§ Exercise prompt
Copy, word for word, the lines of the entries below between the one with "filename crates/mr-cli/src/commands/list.rs" and the one with "pub(crate) fn execute(args: &RunArgs, global: &GlobalArgs)", inclusive, and leave out everything else.
=== Section Start ===
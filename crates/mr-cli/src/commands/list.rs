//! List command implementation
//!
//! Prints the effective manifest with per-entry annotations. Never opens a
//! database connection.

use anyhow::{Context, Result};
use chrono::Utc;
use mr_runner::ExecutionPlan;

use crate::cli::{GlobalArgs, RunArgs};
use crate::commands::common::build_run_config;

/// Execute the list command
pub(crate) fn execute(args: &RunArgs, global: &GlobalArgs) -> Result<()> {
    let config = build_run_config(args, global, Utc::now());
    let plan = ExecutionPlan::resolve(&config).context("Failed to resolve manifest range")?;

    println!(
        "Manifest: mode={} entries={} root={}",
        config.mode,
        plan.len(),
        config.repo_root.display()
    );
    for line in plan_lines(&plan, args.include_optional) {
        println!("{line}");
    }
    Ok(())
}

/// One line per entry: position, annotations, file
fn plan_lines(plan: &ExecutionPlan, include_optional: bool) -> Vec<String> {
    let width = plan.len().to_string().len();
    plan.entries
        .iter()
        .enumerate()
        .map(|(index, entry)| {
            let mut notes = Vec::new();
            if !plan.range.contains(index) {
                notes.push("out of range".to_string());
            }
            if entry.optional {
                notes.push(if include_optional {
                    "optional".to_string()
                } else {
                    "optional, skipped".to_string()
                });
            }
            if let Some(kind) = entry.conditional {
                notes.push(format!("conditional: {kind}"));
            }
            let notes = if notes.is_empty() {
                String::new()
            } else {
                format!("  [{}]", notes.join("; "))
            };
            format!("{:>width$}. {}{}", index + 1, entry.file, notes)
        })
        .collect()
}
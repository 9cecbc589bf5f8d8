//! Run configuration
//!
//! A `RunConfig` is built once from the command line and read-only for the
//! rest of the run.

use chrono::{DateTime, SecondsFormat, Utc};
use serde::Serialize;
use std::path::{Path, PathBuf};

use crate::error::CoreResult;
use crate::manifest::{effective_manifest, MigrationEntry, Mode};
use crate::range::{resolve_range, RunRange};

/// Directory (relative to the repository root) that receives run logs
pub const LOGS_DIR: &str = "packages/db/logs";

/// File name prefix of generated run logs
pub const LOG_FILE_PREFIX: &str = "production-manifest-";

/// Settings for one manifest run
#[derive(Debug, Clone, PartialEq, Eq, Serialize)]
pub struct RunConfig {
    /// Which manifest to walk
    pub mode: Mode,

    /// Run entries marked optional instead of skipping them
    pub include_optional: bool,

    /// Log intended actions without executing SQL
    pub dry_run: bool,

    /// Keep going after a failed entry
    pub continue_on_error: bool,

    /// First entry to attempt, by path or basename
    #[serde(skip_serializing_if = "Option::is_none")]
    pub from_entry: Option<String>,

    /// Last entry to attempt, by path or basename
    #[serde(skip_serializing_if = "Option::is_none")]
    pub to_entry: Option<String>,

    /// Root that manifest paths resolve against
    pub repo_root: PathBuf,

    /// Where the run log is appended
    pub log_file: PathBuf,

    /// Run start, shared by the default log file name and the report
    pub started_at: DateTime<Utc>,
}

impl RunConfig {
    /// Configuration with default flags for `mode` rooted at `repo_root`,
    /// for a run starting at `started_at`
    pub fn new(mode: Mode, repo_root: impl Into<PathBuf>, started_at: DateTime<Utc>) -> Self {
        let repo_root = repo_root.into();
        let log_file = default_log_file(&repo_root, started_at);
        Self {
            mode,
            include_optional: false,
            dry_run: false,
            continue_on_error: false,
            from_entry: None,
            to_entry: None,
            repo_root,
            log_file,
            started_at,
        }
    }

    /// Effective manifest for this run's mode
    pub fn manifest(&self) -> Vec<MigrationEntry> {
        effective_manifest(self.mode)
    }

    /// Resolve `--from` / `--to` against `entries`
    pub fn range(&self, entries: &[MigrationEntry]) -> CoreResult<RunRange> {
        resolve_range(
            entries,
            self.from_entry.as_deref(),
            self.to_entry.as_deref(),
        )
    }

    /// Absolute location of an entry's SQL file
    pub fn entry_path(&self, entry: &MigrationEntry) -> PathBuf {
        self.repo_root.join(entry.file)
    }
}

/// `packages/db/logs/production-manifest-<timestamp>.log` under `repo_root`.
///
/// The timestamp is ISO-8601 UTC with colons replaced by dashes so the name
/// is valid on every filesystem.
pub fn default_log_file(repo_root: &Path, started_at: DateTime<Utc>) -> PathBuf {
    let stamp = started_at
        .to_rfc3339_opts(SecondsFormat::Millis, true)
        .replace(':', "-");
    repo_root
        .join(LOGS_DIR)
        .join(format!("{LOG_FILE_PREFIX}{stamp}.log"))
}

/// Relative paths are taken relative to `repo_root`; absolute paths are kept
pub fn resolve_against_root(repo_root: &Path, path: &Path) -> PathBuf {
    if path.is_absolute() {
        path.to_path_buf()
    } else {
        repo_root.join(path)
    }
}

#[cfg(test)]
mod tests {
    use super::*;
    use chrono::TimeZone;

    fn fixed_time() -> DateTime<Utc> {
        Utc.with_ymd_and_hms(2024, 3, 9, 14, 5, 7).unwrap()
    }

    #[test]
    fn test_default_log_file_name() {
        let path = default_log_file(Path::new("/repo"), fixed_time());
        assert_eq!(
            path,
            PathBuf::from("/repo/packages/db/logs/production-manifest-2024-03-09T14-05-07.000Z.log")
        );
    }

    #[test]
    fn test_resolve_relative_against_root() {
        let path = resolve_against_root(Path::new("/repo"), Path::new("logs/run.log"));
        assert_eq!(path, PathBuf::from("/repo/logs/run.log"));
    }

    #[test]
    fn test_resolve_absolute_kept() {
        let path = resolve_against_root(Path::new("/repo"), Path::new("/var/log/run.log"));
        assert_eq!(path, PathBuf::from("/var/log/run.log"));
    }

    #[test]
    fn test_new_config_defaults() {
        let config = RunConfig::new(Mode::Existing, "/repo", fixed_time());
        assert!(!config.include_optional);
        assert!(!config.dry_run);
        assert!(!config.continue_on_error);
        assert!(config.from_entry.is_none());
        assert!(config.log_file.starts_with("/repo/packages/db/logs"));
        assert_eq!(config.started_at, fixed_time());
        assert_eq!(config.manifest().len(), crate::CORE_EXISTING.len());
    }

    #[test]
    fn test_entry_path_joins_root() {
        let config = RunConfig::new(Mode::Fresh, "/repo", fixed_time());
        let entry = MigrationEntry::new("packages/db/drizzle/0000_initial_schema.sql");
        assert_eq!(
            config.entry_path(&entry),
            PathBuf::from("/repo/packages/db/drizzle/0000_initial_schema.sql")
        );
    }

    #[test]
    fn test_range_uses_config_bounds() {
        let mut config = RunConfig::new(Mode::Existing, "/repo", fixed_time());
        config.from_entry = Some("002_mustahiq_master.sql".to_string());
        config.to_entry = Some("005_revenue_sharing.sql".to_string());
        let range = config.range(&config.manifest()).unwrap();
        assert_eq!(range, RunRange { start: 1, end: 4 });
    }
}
=== Section End ===
=== Section Start ===
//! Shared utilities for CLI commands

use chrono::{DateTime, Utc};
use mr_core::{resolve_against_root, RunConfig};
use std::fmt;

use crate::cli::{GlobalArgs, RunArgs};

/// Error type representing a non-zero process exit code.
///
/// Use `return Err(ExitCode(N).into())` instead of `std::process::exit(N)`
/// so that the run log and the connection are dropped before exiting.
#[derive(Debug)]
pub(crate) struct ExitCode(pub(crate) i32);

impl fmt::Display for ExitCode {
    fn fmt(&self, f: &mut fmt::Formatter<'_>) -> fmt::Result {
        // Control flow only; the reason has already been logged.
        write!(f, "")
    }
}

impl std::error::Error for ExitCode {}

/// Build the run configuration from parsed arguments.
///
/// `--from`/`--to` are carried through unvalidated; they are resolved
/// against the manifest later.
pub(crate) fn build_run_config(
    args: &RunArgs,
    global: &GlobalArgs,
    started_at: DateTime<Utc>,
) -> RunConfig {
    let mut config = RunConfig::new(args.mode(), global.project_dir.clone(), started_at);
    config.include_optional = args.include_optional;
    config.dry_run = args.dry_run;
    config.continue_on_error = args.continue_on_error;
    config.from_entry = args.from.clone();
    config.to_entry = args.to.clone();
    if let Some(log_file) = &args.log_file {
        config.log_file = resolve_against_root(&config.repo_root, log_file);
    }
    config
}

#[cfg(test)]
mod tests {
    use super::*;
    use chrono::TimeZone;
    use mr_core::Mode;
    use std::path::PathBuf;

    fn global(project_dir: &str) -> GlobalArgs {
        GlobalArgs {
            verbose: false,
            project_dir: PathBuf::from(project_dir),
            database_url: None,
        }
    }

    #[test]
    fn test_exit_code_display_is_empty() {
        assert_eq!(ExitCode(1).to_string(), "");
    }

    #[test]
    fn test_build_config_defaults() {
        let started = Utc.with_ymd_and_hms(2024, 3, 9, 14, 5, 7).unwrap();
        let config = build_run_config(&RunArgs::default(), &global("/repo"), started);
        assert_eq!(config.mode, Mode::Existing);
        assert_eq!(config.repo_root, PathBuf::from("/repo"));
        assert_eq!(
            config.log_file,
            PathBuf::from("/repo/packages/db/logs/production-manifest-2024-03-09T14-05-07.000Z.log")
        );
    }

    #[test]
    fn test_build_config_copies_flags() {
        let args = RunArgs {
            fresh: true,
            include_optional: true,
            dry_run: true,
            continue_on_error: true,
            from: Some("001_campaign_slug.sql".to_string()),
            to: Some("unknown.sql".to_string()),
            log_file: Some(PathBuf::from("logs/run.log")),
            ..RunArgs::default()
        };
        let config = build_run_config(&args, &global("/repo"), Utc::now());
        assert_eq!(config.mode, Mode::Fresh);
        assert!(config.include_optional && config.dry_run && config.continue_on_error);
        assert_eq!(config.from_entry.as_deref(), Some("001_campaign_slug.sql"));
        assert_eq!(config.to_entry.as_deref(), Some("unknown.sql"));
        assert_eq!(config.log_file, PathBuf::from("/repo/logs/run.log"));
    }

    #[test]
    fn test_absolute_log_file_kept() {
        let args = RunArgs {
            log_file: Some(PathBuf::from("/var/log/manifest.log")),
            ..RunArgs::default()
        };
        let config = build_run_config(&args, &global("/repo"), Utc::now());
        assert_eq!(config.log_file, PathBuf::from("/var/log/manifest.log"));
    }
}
=== Section End ===
§ Problem solution
filename crates/mr-cli/src/commands/list.rs
//! List command implementation
//!
//! Prints the effective manifest with per-entry annotations. Never opens a
//! database connection.

use anyhow::{Context, Result};
use chrono::Utc;
use mr_runner::ExecutionPlan;

use crate::cli::{GlobalArgs, RunArgs};
use crate::commands::common::build_run_config;

/// Execute the list command
pub(crate) fn execute(args: &RunArgs, global: &GlobalArgs) -> Result<()> {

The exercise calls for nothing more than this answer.